879 So.2d at 570-73.(footnotes omitted).

The Court of Civil Appeals rejected Bender’s argument that Walley’s claims were preempted by the Longshoremen and Harbor Workers’ Compensation’Act, 33 U.S.C. § 901 et seq. (“the LHWCA”). That court concluded that the cases cited by Bender were distinguishable because they involved benefits the LHWCA requires an employer to pay. Continuing, the Court of Civil Appeals stated:

“The LHWCA did not require Bender to provide light-duty work to Walley as part of his ‘compensation,’ and it did not provide Walley with any redress for Bender’s alleged fraud in denying him light-duty work. See generally 33 U.S.C. § 901 et seq. The mere fact that Walley could not claim Bender’s light-duty-work benefit unless Bender was also responsible for paying his LHWCA compensation did not convert the light-duty-work benefit into ‘compensation’ due under the LHWCA. Thus, Bender’s argument that Walley’s claim is simply a claim for the mishandling or denial of benefits due under the LHWCA is without merit....
“Unlike [the cases] relied upon by Bender, the state-law claim submitted to the jury in the present case was not a claim for an alleged improper handling or denial of benefits due under the LHWCA. As noted, Bender eventually paid all compensation -and medical benefits due Walley under the Act, as well as all related penalties due under the Act, and Walley dismissed his claims pertaining to Bender’s initial denial of those benefits.
‘Walley’s claim that was submitted to the jury was based upon an alleged intentional misrepresentation that there was no light-duty work available during the period of Walley’s temporary disability.

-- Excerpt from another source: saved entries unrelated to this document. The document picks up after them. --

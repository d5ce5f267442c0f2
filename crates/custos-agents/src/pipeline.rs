//! Governed execution pipeline
//!
//! propose → evaluate → one of:
//! - `FullAuto`: execute now
//! - `HumanOnTheLoop`: open a veto window, wait for it to resolve, execute
//!   unless vetoed, then commit (or cancel after a rollback)
//! - `HumanInTheLoop` / `DualControl`: notify an operator and stop
//!
//! Proposals that carry their own escalation skip policy evaluation. Every run
//! ends executed, failed with rollback, vetoed, or escalated, and publishes a
//! swarm event.

use crate::agent::{Agent, AgentContext, Outcome, Proposal};
use crate::error::{AgentError, Result};
use custos_core::{
    AgentKind, EventSink, Notifier, SharedClock, SwarmEvent, SwarmEventKind, SystemClock,
};
use custos_policy::{Decision, DecisionMode, GovernanceEngine};
use custos_veto::{OpenParams, VetoService, VetoSession, VetoStatus};
use serde_json::json;
use std::sync::Arc;

/// Default operator channel for escalations
pub const ESCALATION_CHANNEL: &str = "operations";

/// How a governed run ended
#[derive(Debug, Clone, PartialEq)]
pub enum RunOutcome {
    /// Saga committed
    Executed {
        proposal: Proposal,
        decision: Decision,
        outcome: Outcome,
        session: Option<VetoSession>,
    },
    /// Saga rolled back
    Failed {
        proposal: Proposal,
        decision: Decision,
        outcome: Outcome,
        session: Option<VetoSession>,
    },
    /// A human vetoed or withdrew the action inside its window
    Vetoed {
        proposal: Proposal,
        decision: Decision,
        session: VetoSession,
    },
    /// Routed to a human
    Escalated {
        proposal: Proposal,
        decision: Option<Decision>,
        reason: String,
    },
}

impl RunOutcome {
    /// Stable tag
    #[must_use]
    pub const fn label(&self) -> &'static str {
        match self {
            Self::Executed { .. } => "executed",
            Self::Failed { .. } => "failed",
            Self::Vetoed { .. } => "vetoed",
            Self::Escalated { .. } => "escalated",
        }
    }

    /// Proposal the run was about
    #[must_use]
    pub fn proposal(&self) -> &Proposal {
        match self {
            Self::Executed { proposal, .. }
            | Self::Failed { proposal, .. }
            | Self::Vetoed { proposal, .. }
            | Self::Escalated { proposal, .. } => proposal,
        }
    }

    /// Check if the action reached the ledger
    #[inline]
    #[must_use]
    pub fn is_executed(&self) -> bool {
        matches!(self, Self::Executed { .. })
    }
}

/// Runs agents under governance
#[derive(Clone)]
pub struct GovernedRunner {
    engine: Arc<GovernanceEngine>,
    veto: VetoService,
    events: Arc<dyn EventSink>,
    notifier: Option<Arc<dyn Notifier>>,
    clock: SharedClock,
    escalation_channel: String,
}

impl std::fmt::Debug for GovernedRunner {
    fn fmt(&self, f: &mut std::fmt::Formatter<'_>) -> std::fmt::Result {
        f.debug_struct("GovernedRunner")
            .field("escalation_channel", &self.escalation_channel)
            .finish_non_exhaustive()
    }
}

impl GovernedRunner {
    /// Create new runner
    #[must_use]
    pub fn new(engine: Arc<GovernanceEngine>, veto: VetoService, events: Arc<dyn EventSink>) -> Self {
        Self {
            engine,
            veto,
            events,
            notifier: None,
            clock: Arc::new(SystemClock),
            escalation_channel: ESCALATION_CHANNEL.to_string(),
        }
    }

    /// With operator notifier
    #[inline]
    #[must_use]
    pub fn with_notifier(mut self, notifier: Arc<dyn Notifier>) -> Self {
        self.notifier = Some(notifier);
        self
    }

    /// With clock
    #[inline]
    #[must_use]
    pub fn with_clock(mut self, clock: SharedClock) -> Self {
        self.clock = clock;
        self
    }

    /// With escalation channel
    #[inline]
    #[must_use]
    pub fn with_escalation_channel(mut self, channel: impl Into<String>) -> Self {
        self.escalation_channel = channel.into();
        self
    }

    /// Veto service sessions are opened on
    #[must_use]
    pub fn veto(&self) -> &VetoService {
        &self.veto
    }

    /// Propose for `context` and run the proposal under governance
    ///
    /// # Errors
    /// Returns agent, store or veto errors; ledger failures are reported as
    /// [`RunOutcome::Failed`]
    pub async fn run(&self, agent: &dyn Agent, context: &AgentContext) -> Result<RunOutcome> {
        let proposal = agent.propose(context).await?;
        self.run_proposal(agent, proposal).await
    }

    /// Run an existing proposal under governance
    ///
    /// # Errors
    /// See [`GovernedRunner::run`]
    pub async fn run_proposal(&self, agent: &dyn Agent, proposal: Proposal) -> Result<RunOutcome> {
        if let Some(escalation) = proposal.escalation.clone() {
            let reason = format!("{}: {}", escalation.reason, escalation.detail);
            return Ok(self.escalate(proposal, None, reason).await);
        }

        let decision = self
            .engine
            .evaluate(
                agent.kind(),
                proposal.amount,
                Some(proposal.confidence),
                self.clock.now(),
            )
            .await;

        match decision.mode {
            DecisionMode::FullAuto => {
                let outcome = agent.execute(&proposal).await?;
                Ok(self.finish(proposal, decision, outcome, None))
            }
            DecisionMode::HumanOnTheLoop => self.supervise(agent, proposal, decision).await,
            DecisionMode::HumanInTheLoop | DecisionMode::DualControl => {
                let reason = format!("{} required ({})", decision.mode, decision.reason);
                Ok(self.escalate(proposal, Some(decision), reason).await)
            }
        }
    }

    async fn supervise(
        &self,
        agent: &dyn Agent,
        proposal: Proposal,
        decision: Decision,
    ) -> Result<RunOutcome> {
        let Some(timeout) = decision.supervision_timeout else {
            let reason = "veto window without a timeout".to_string();
            return Ok(self.escalate(proposal, Some(decision), reason).await);
        };

        let mut params = OpenParams::new(proposal.agent, proposal.operation, proposal.amount)
            .with_confidence(proposal.confidence)
            .with_context(json!({
                "business_key": proposal.business_key,
                "action": proposal.action,
                "decision": decision,
                "provenance": proposal.context,
            }));
        if let Some(shipment) = &proposal.shipment_ref {
            params = params.with_shipment(shipment.clone());
        }
        if let Some(counterparty) = &proposal.counterparty_ref {
            params = params.with_counterparty(counterparty.clone());
        }

        let opened = self.veto.open(params, timeout).await?;
        let resolved = self.veto.wait_for_resolution(opened.id).await?;

        match resolved.status {
            VetoStatus::Vetoed | VetoStatus::Cancelled => {
                tracing::info!(
                    session = %resolved.id,
                    business_key = %proposal.business_key,
                    status = %resolved.status,
                    "proposal stopped inside veto window"
                );
                self.publish(
                    proposal.agent,
                    SwarmEventKind::ActionVetoed {
                        session: resolved.id,
                        counterparty: proposal.counterparty_ref.clone(),
                    },
                );
                metrics::counter!("custos_runs_total", "outcome" => "vetoed").increment(1);
                Ok(RunOutcome::Vetoed {
                    proposal,
                    decision,
                    session: resolved,
                })
            }
            VetoStatus::Expired => {
                let outcome = match agent.execute(&proposal).await {
                    Ok(outcome) => outcome,
                    Err(err) => {
                        self.withdraw(&resolved, proposal.agent, &err.to_string()).await;
                        return Err(err);
                    }
                };
                let session = if outcome.success() {
                    match self.veto.commit(resolved.id, outcome.ledger_hash().cloned()).await {
                        Ok(session) => session,
                        Err(err) => {
                            tracing::error!(
                                session = %resolved.id,
                                business_key = %proposal.business_key,
                                error = %err,
                                "ledger committed but veto session commit failed"
                            );
                            self.publish(proposal.agent, outcome.completion_event(false));
                            return Err(err.into());
                        }
                    }
                } else {
                    let reason = format!(
                        "saga rolled back: {}",
                        outcome.error().unwrap_or("ledger failure")
                    );
                    self.withdraw(&resolved, proposal.agent, &reason)
                        .await
                        .unwrap_or(resolved)
                };
                Ok(self.finish(proposal, decision, outcome, Some(session)))
            }
            other => Err(AgentError::Stale {
                business_key: proposal.business_key,
                detail: format!("veto session {} resolved as {other}", resolved.id),
            }),
        }
    }

    async fn withdraw(&self, session: &VetoSession, agent: AgentKind, reason: &str) -> Option<VetoSession> {
        match self.veto.cancel(session.id, &agent.ai_actor(), reason).await {
            Ok(cancelled) => Some(cancelled),
            Err(err) => {
                tracing::error!(session = %session.id, error = %err, "failed to cancel veto session");
                None
            }
        }
    }

    fn finish(
        &self,
        proposal: Proposal,
        decision: Decision,
        outcome: Outcome,
        session: Option<VetoSession>,
    ) -> RunOutcome {
        self.publish(proposal.agent, outcome.completion_event(false));
        if outcome.success() {
            tracing::info!(
                business_key = %proposal.business_key,
                mode = %decision.mode,
                idempotent = outcome.idempotent(),
                "proposal executed"
            );
            metrics::counter!("custos_runs_total", "outcome" => "executed").increment(1);
            RunOutcome::Executed {
                proposal,
                decision,
                outcome,
                session,
            }
        } else {
            tracing::warn!(
                business_key = %proposal.business_key,
                error = outcome.error().unwrap_or_default(),
                "proposal rolled back"
            );
            metrics::counter!("custos_runs_total", "outcome" => "failed").increment(1);
            RunOutcome::Failed {
                proposal,
                decision,
                outcome,
                session,
            }
        }
    }

    async fn escalate(
        &self,
        proposal: Proposal,
        decision: Option<Decision>,
        reason: String,
    ) -> RunOutcome {
        let message = format!(
            "{} proposes {} for {} ({}): {reason}",
            proposal.agent,
            proposal.operation,
            proposal.business_key,
            proposal.amount,
        );
        if let Some(notifier) = &self.notifier {
            if let Err(err) = notifier.notify(&self.escalation_channel, &message).await {
                tracing::warn!(error = %err, business_key = %proposal.business_key, "escalation notification failed");
            }
        }
        tracing::info!(business_key = %proposal.business_key, reason = %reason, "proposal escalated");
        metrics::counter!("custos_runs_total", "outcome" => "escalated").increment(1);
        self.publish(
            proposal.agent,
            SwarmEventKind::Escalated {
                business_key: proposal.business_key.clone(),
                reason: reason.clone(),
            },
        );
        RunOutcome::Escalated {
            proposal,
            decision,
            reason,
        }
    }

    fn publish(&self, source: AgentKind, kind: SwarmEventKind) {
        let event = SwarmEvent::new(source, kind).at(self.clock.now());
        if let Err(err) = self.events.publish(event) {
            tracing::warn!(error = %err, "failed to publish swarm event");
        }
    }
}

Any obligation to provide Walley with such light-duty work in the first place, and therefore any duty to avoid misrepresenting the availability of such work, arose outside of the LHWCA. It arose because Bender undertook to provide such work and the full compensation benefits associated therewith as an additional benefit to its employees. Providing such work was not a benefit required by the LHWCA.”

879 So.2d at 576-77.

The Court of Civil Appeals’ reasoning is based upon a faulty premise, i.e., that Bender’s program that provided light-duty work to injured employees provided a benefit outside of the LHWCA. The court is correct that the LHWCA does not require an employer to provide light-duty work. The United States Court of Appeals for the Fifth Circuit has defined an employer’s obligation to an injured employee under the LHWCA as follows:

“The LHWCA distinguishes disabilities binarily with respect to both their duration (permanent or temporary) and their degree (partial or total). See 33 U.S.C. § 908.... The duration of disability is a medical question, so an injured employee is considered temporarily disabled under the LHWCA until he attains maximum medical improvement (‘MMI’).... However, because the degree of an employee’s disability is primarily an economic rather than a medical concept,- ‘the availability of suitable alternative employment [is what] distinguishes partial from total disability.’ ... Thus, an employee is entitled to receive temporary total disability benefits, in the form of two thirds of his average weekly wages, so long as his medical condition is believed capable of improvement and he is unable to obtain suitable alternative employment. See 33 U.S.C. § 908(b).”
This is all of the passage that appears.